**ABOUT THIS EXERCISE:**
Compute how many lines in the entries below contain "ReplicationFailure", and output nothing but the number.
Content starts
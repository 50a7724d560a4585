use serde::Serialize;

#[derive(Clone, Copy, Debug, PartialEq, Eq)]
pub enum CustomerPhase {
    Waiting,
    InService,
    Departed,
}

#[derive(Clone, Debug, PartialEq)]
pub struct Customer {
    pub id: usize,
    pub arrival_time: f64,
    pub service_start: Option<f64>,
    pub server_id: Option<usize>,
    pub phase: CustomerPhase,
}

impl Customer {
    pub fn arrive(id: usize, arrival_time: f64) -> Self {
        Self {
            id,
            arrival_time,
            service_start: None,
            server_id: None,
            phase: CustomerPhase::Waiting,
        }
    }

    pub fn wait_time(&self) -> Option<f64> {
        self.service_start.map(|start| start - self.arrival_time)
    }
}

/// Bookkeeping anomalies noticed during a run. They never abort the run.
#[derive(Clone, Debug, PartialEq, Serialize)]
#[serde(tag = "kind", rename_all = "kebab-case")]
pub enum Diagnostic {
    ServerAlreadyBusy { server_id: usize, at: f64 },
    ServerNotBusy { server_id: usize, at: f64 },
    UnheldRelease { server_id: usize, at: f64 },
}

#[derive(Clone, Debug, PartialEq, Serialize)]
pub struct ServerReport {
    pub server_id: usize,
    pub customers_served: u64,
    pub busy_time: f64,
    pub utilization_pct: f64,
}

#[derive(Clone, Copy, Debug, PartialEq, Serialize)]
pub struct SeriesPoint {
    pub x: f64,
    pub y: f64,
}

#[derive(Clone, Debug, PartialEq, Serialize)]
pub struct HistogramBucket {
    pub label: String,
    pub lower: f64,
    pub upper: f64,
    pub count: u64,
}

#[derive(Clone, Debug, PartialEq, Serialize)]
pub struct RunResult {
    pub avg_wait_time: f64,
    pub max_wait_time: f64,
    pub std_dev_wait_time: f64,
    pub avg_system_time: f64,
    pub max_system_time: f64,
    pub avg_queue_length: f64,
    pub max_queue_length: u64,
    pub avg_server_utilization: f64,
    pub servers: Vec<ServerReport>,
    pub total_served: u64,
    pub sim_duration: f64,
    pub queue_length_series: Vec<SeriesPoint>,
    pub wait_time_histogram: Vec<HistogramBucket>,
    pub diagnostics: Vec<Diagnostic>,
}

#[derive(Clone, Debug, PartialEq, Serialize)]
pub struct AggregateRow {
    pub num_servers: usize,
    pub avg_wait_time: f64,
    pub avg_queue_length: f64,
    pub avg_server_utilization: f64,
    pub avg_total_served: f64,
    /// Replications that completed; failed ones are excluded from the averages.
    pub replications: usize,
}

#[derive(Clone, Debug, PartialEq, Serialize)]
pub struct ReplicationFailure {
    pub num_servers: usize,
    pub replication: usize,
    pub error: String,
}

#[derive(Clone, Debug, PartialEq, Serialize)]
pub struct OptimizationOutcome {
    pub recommendation: Option<AggregateRow>,
    pub comparison: Vec<AggregateRow>,
    pub failures: Vec<ReplicationFailure>,
}
pub mod config;
pub mod engine;
pub mod error;
pub mod events;
pub mod metrics;
pub mod models;
pub mod optimizer;
pub mod output;
pub mod pool;
pub mod state;
pub mod variates;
Content ends
**EXERCISE OUTPUT:**
2